企業の事業リスクをマネージするという点では、この単純なリードビジネスモデルから、ミドル、ロングテールをお金に換金できるビッグデータとしてリードナーチャリングにおける基礎データを販売するようなモデルなど新たなエグジットを備えたスキームで袋小路から脱却できるか?が今後こうしたセクターの事業会社の課題かもしれません。更にいうと、単価の低い商材でも利益が出るようなコンピューティングスキームが実装できるかもカギとなるでしょう。ただし、この領域は、Google社の独壇場でもあります。
InformationalセクターのQWについては、今後Schema.orgなどデータの構造化がKSFとなると考えていますが、豊富なデータベースを有する価格コムの技術陣が構造化対応をしたたかに水面下で検討しつつ、ビッグデータによるマネタイズモデルを検討しているのか、今後の行く末に留意してみたいと思います。
(「ローマは一日してならず。」「ある日突然ヒーローになれる訳ではない」とは良く言ったもので、水面下での地道な研究と仮説をもとにイノベーション発掘を継続することが必要と言えるのかもしれません。)

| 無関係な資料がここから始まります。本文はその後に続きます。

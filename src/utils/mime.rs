//! MIME type classification and detection.

/// Strip parameters (`; charset=...`) and lowercase a MIME type.
pub fn normalize_mime(mime: &str) -> String {
    mime.split(';')
        .next()
        .unwrap_or(mime)
        .trim()
        .to_lowercase()
}

pub fn is_pdf(mime: &str) -> bool {
    normalize_mime(mime) == "application/pdf"
}

pub fn is_image(mime: &str) -> bool {
    normalize_mime(mime).starts_with("image/")
}

pub fn is_text(mime: &str) -> bool {
    normalize_mime(mime).starts_with("text/")
}

/// Detect a MIME type from file content, falling back to the file extension.
///
/// Content sniffing wins because uploads are frequently misnamed; text files
/// have no magic bytes, so the extension decides for them.
pub fn detect_mime(data: &[u8], filename: &str) -> String {
    if let Some(kind) = infer::get(data) {
        return kind.mime_type().to_string();
    }
    mime_guess::from_path(filename)
        .first()
        .map(|m| m.essence_str().to_string())
        .unwrap_or_else(|| "application/octet-stream".to_string())
}

/// Get an icon string for a MIME type.
pub fn mime_icon(mime: &str) -> &'static str {
    match normalize_mime(mime).as_str() {
        "application/pdf" => "[pdf]",
        m if m.starts_with("image/") => "[img]",
        "text/html" => "[htm]",
        m if m.starts_with("text/") => "[txt]",
        _ => "[---]",
    }
}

GoogleがGoogle+でレレバンシー確立ための行動ログデータを取得し、それを生かすテクノロジーにおいてイノベーションを起こそうとしているとしたら、価格コムのような企業が例えば、TwitterやFacebookなどと提携し、SocialGraphデータと閲覧データなどをクロスしたビッグデータとしてTwitterAD、FacebookADに反映できたとしたらちょっと面白いかもしれません。